**Action item:** Check every line below for the string "InvalidState". Copy the ones that have it.

Supplied entries: Begin

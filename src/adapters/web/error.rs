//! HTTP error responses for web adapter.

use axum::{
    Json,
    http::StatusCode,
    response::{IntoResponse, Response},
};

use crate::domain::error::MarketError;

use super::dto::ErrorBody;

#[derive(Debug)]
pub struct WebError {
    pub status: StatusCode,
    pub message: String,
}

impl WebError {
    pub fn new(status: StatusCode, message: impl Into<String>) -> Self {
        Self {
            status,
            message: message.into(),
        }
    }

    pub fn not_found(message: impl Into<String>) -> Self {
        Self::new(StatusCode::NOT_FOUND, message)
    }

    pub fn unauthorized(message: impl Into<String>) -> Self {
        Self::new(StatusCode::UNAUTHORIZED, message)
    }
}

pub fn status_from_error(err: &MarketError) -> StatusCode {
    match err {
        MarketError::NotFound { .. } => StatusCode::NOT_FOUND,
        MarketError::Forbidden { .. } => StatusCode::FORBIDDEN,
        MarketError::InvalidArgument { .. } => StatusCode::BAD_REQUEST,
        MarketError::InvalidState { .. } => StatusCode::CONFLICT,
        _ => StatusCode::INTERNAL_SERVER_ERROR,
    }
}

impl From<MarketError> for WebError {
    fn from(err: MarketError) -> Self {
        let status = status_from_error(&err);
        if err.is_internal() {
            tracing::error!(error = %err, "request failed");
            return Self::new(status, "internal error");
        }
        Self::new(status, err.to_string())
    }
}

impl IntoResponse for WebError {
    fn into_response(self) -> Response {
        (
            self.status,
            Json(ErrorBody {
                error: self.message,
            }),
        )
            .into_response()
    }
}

Supplied entries: End
Supplied entries: Begin

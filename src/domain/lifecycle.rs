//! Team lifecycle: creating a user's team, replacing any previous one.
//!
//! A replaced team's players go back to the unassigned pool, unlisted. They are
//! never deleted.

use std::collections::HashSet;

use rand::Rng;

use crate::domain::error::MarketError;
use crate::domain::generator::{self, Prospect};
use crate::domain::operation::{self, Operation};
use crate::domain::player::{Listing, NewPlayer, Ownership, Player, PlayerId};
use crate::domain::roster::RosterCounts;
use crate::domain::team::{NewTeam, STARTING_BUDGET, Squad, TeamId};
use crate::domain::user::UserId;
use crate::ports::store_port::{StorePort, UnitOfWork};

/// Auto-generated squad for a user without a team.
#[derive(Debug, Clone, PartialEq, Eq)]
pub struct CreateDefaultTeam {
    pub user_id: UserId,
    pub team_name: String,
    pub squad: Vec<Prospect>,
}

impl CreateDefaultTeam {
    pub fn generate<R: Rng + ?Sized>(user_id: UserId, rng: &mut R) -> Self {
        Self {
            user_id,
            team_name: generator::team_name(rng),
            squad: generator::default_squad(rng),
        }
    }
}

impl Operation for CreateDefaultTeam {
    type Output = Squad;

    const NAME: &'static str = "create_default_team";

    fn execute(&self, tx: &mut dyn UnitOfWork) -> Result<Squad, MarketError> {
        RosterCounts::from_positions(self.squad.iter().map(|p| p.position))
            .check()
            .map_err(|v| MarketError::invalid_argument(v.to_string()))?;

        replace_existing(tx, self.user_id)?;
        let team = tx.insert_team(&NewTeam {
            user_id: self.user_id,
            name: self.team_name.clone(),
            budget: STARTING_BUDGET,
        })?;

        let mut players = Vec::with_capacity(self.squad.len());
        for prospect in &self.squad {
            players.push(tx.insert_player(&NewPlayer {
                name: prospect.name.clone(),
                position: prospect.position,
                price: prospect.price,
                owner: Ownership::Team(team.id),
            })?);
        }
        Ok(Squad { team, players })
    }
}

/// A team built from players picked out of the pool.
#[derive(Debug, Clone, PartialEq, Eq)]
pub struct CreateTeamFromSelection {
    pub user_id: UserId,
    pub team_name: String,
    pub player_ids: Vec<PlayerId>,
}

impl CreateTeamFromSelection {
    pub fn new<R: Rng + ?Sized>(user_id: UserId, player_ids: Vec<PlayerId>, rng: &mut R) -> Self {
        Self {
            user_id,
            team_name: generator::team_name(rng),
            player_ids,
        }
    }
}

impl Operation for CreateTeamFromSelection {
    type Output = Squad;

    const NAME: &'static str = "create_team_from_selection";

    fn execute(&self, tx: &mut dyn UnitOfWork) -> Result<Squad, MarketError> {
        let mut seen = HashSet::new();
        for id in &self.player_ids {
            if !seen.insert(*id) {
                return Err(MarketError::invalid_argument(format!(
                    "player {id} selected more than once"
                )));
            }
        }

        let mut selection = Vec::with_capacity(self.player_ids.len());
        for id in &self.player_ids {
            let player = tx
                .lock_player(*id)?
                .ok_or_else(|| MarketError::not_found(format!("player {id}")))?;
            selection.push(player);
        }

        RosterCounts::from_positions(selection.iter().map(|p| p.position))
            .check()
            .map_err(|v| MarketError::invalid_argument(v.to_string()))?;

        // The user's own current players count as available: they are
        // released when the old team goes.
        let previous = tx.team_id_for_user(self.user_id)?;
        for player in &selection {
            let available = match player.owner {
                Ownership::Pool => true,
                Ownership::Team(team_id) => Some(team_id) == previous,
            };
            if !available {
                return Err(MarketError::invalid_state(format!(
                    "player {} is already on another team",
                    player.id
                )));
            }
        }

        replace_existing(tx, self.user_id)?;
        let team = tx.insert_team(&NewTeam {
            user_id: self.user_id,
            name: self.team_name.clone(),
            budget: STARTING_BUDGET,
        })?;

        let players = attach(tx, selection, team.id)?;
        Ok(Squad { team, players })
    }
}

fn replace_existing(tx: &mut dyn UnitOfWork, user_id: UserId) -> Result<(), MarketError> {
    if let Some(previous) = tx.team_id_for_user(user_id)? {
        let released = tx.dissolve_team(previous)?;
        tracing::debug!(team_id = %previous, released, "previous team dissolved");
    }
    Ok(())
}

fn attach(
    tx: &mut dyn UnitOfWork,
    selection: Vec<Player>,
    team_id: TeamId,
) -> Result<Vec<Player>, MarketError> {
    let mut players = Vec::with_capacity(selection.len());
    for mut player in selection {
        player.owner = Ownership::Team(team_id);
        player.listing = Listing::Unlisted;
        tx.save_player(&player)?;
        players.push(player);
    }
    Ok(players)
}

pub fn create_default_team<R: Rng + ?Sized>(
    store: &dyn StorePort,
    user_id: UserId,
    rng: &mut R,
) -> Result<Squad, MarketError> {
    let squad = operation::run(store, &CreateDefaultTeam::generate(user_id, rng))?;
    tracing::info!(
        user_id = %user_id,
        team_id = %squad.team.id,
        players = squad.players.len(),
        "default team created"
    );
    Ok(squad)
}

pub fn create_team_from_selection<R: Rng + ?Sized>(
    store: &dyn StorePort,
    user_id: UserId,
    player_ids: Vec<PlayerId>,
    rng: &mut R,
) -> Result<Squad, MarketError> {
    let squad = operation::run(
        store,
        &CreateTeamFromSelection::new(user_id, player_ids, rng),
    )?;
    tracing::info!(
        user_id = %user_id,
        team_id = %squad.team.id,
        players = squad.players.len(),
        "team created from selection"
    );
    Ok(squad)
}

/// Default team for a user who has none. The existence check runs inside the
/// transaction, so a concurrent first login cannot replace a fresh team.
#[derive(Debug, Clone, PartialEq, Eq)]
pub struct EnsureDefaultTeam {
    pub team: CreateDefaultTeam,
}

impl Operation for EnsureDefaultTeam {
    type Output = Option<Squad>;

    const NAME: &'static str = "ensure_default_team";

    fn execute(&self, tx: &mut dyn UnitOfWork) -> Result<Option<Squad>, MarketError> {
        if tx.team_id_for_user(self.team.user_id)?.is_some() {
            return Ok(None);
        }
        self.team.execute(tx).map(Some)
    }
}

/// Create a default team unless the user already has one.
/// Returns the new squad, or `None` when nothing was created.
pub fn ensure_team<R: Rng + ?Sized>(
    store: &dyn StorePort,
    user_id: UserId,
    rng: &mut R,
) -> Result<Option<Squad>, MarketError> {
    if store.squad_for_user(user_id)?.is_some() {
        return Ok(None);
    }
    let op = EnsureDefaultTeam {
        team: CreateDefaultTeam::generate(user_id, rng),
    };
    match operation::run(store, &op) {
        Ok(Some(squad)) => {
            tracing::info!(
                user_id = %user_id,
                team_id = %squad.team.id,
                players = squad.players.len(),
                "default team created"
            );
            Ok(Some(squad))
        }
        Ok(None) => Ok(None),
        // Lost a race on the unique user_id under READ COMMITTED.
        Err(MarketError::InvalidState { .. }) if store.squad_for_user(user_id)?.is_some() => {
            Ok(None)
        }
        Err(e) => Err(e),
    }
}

Supplied entries: End

**Solved problem:**
        MarketError::InvalidState { .. } => StatusCode::CONFLICT,
        Err(MarketError::InvalidState { .. }) if store.squad_for_user(user_id)?.is_some() => {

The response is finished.